* _AIM OF THE EXERCISE_
Your answer should be the exact lines of the data below from the one containing "filename cli/src/main.rs" through the one containing "info, warn, error)"; please include nothing else.
Top of DATA EXTRACTS
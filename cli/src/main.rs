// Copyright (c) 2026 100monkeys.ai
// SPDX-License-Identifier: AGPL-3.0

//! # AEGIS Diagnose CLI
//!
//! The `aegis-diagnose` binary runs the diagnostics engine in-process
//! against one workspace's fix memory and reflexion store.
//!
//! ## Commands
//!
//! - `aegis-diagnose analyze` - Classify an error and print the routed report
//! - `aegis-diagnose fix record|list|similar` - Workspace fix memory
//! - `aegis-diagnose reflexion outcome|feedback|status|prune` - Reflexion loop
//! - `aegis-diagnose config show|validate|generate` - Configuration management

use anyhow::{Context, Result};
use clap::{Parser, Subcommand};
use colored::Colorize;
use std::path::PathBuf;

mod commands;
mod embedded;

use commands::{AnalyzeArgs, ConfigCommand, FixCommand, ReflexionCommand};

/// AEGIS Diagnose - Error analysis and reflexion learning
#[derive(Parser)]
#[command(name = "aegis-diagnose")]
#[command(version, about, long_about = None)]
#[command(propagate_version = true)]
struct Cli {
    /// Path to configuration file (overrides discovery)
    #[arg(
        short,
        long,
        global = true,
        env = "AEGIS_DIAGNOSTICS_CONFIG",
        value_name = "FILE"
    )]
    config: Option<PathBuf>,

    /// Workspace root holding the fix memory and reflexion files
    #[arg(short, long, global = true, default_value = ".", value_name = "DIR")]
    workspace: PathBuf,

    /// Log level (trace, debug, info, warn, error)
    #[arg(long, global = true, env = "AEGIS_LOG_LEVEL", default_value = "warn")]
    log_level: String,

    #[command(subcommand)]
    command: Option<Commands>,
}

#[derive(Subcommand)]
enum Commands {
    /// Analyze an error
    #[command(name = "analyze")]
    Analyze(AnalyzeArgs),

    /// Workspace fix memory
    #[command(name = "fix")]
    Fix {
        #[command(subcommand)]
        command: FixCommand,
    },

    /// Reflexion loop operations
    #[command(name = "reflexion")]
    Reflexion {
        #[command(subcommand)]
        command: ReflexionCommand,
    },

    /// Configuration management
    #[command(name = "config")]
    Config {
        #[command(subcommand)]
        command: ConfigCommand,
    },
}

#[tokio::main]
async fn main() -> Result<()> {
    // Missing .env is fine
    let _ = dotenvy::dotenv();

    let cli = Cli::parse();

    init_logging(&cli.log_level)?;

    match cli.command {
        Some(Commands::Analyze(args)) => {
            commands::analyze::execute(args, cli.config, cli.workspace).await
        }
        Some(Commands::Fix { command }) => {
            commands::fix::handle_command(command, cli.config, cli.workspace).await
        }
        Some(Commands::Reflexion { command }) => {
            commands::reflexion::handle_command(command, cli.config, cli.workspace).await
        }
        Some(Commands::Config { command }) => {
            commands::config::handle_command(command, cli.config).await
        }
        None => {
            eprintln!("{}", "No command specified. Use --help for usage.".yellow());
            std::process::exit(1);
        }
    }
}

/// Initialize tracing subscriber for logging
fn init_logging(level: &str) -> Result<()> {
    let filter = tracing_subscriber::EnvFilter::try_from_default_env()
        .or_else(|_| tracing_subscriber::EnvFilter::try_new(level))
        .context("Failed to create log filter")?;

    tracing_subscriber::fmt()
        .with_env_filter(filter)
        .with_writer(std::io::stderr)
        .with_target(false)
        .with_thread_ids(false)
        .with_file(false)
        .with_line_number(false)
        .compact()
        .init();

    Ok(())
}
Bottom of DATA EXTRACTS
Top of DATA EXTRACTS
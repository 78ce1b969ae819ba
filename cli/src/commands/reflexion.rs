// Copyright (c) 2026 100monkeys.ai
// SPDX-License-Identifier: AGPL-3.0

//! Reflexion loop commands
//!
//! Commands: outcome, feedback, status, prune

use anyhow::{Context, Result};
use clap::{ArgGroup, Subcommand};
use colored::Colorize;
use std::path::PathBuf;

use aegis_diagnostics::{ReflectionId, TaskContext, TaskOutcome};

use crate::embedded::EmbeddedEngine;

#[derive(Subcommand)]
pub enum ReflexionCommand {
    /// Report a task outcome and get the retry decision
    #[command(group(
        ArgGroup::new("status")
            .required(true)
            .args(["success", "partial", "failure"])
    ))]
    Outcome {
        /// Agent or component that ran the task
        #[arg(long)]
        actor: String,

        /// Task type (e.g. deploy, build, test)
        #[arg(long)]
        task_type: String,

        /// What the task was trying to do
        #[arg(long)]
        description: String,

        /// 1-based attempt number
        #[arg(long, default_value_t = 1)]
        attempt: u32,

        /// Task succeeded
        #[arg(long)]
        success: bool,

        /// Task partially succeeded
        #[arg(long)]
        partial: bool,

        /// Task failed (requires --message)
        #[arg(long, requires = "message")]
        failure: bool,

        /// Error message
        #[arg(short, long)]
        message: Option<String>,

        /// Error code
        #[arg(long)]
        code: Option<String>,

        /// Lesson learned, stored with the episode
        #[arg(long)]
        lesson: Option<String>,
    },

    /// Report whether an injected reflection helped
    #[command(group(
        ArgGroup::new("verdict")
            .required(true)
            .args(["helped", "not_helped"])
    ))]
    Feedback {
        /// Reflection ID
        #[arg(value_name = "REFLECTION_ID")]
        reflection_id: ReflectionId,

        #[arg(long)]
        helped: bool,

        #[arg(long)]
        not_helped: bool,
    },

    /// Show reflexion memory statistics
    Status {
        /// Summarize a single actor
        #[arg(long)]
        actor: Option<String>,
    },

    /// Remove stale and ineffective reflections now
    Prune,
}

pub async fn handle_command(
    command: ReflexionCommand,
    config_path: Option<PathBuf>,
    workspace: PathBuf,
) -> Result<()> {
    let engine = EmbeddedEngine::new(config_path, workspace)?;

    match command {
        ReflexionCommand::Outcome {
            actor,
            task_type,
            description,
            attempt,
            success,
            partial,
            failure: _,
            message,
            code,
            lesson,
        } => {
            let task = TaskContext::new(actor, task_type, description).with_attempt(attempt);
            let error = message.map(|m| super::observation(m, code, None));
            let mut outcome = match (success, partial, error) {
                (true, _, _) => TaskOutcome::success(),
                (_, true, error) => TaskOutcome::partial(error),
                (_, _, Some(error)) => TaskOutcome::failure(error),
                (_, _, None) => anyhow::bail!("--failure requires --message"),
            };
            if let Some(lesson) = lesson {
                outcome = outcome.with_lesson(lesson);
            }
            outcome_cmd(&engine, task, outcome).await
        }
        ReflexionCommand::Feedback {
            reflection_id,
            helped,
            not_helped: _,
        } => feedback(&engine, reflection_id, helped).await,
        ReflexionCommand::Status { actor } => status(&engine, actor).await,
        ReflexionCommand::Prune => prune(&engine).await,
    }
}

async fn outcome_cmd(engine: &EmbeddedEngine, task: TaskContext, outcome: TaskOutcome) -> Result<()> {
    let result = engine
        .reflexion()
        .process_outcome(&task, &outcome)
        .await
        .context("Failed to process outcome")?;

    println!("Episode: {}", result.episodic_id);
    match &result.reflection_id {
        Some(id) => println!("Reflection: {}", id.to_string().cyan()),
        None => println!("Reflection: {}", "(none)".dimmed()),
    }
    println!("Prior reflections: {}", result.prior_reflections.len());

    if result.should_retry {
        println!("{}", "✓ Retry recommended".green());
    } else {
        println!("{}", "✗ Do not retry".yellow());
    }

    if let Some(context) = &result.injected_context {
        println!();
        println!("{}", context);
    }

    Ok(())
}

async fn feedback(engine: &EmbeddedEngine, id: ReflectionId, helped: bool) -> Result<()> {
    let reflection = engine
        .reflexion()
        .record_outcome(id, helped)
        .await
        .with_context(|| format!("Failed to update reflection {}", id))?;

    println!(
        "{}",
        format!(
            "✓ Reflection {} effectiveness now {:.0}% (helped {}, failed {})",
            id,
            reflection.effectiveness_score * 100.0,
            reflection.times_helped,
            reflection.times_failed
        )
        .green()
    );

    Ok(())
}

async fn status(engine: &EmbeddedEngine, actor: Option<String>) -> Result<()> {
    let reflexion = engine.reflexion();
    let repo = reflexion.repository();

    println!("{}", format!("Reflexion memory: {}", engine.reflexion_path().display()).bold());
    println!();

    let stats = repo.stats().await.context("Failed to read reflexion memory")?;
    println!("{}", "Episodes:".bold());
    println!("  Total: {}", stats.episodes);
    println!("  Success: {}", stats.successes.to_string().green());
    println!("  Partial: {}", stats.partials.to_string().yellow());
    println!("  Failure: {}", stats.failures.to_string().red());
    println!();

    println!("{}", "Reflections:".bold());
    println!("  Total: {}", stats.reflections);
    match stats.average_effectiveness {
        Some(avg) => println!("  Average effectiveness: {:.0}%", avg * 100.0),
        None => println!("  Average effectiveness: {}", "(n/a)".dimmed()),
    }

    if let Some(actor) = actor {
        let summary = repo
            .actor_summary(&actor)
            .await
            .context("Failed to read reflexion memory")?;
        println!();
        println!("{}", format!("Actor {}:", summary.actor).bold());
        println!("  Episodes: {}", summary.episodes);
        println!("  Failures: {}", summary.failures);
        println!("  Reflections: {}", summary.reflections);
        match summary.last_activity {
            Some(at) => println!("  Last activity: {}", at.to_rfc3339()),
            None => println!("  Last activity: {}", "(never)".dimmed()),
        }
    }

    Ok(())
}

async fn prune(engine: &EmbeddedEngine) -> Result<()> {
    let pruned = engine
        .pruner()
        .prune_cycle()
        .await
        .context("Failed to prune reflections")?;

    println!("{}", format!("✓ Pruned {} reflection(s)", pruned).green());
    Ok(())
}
Bottom of DATA EXTRACTS
* _REPLY TO THE TASK_
filename cli/src/main.rs
// Copyright (c) 2026 100monkeys.ai
// SPDX-License-Identifier: AGPL-3.0

//! # AEGIS Diagnose CLI
//!
//! The `aegis-diagnose` binary runs the diagnostics engine in-process
//! against one workspace's fix memory and reflexion store.
//!
//! ## Commands
//!
//! - `aegis-diagnose analyze` - Classify an error and print the routed report
//! - `aegis-diagnose fix record|list|similar` - Workspace fix memory
//! - `aegis-diagnose reflexion outcome|feedback|status|prune` - Reflexion loop
//! - `aegis-diagnose config show|validate|generate` - Configuration management

use anyhow::{Context, Result};
use clap::{Parser, Subcommand};
use colored::Colorize;
use std::path::PathBuf;

mod commands;
mod embedded;

use commands::{AnalyzeArgs, ConfigCommand, FixCommand, ReflexionCommand};

/// AEGIS Diagnose - Error analysis and reflexion learning
#[derive(Parser)]
#[command(name = "aegis-diagnose")]
#[command(version, about, long_about = None)]
#[command(propagate_version = true)]
struct Cli {
    /// Path to configuration file (overrides discovery)
    #[arg(
        short,
        long,
        global = true,
        env = "AEGIS_DIAGNOSTICS_CONFIG",
        value_name = "FILE"
    )]
    config: Option<PathBuf>,

    /// Workspace root holding the fix memory and reflexion files
    #[arg(short, long, global = true, default_value = ".", value_name = "DIR")]
    workspace: PathBuf,

    /// Log level (trace, debug, info, warn, error)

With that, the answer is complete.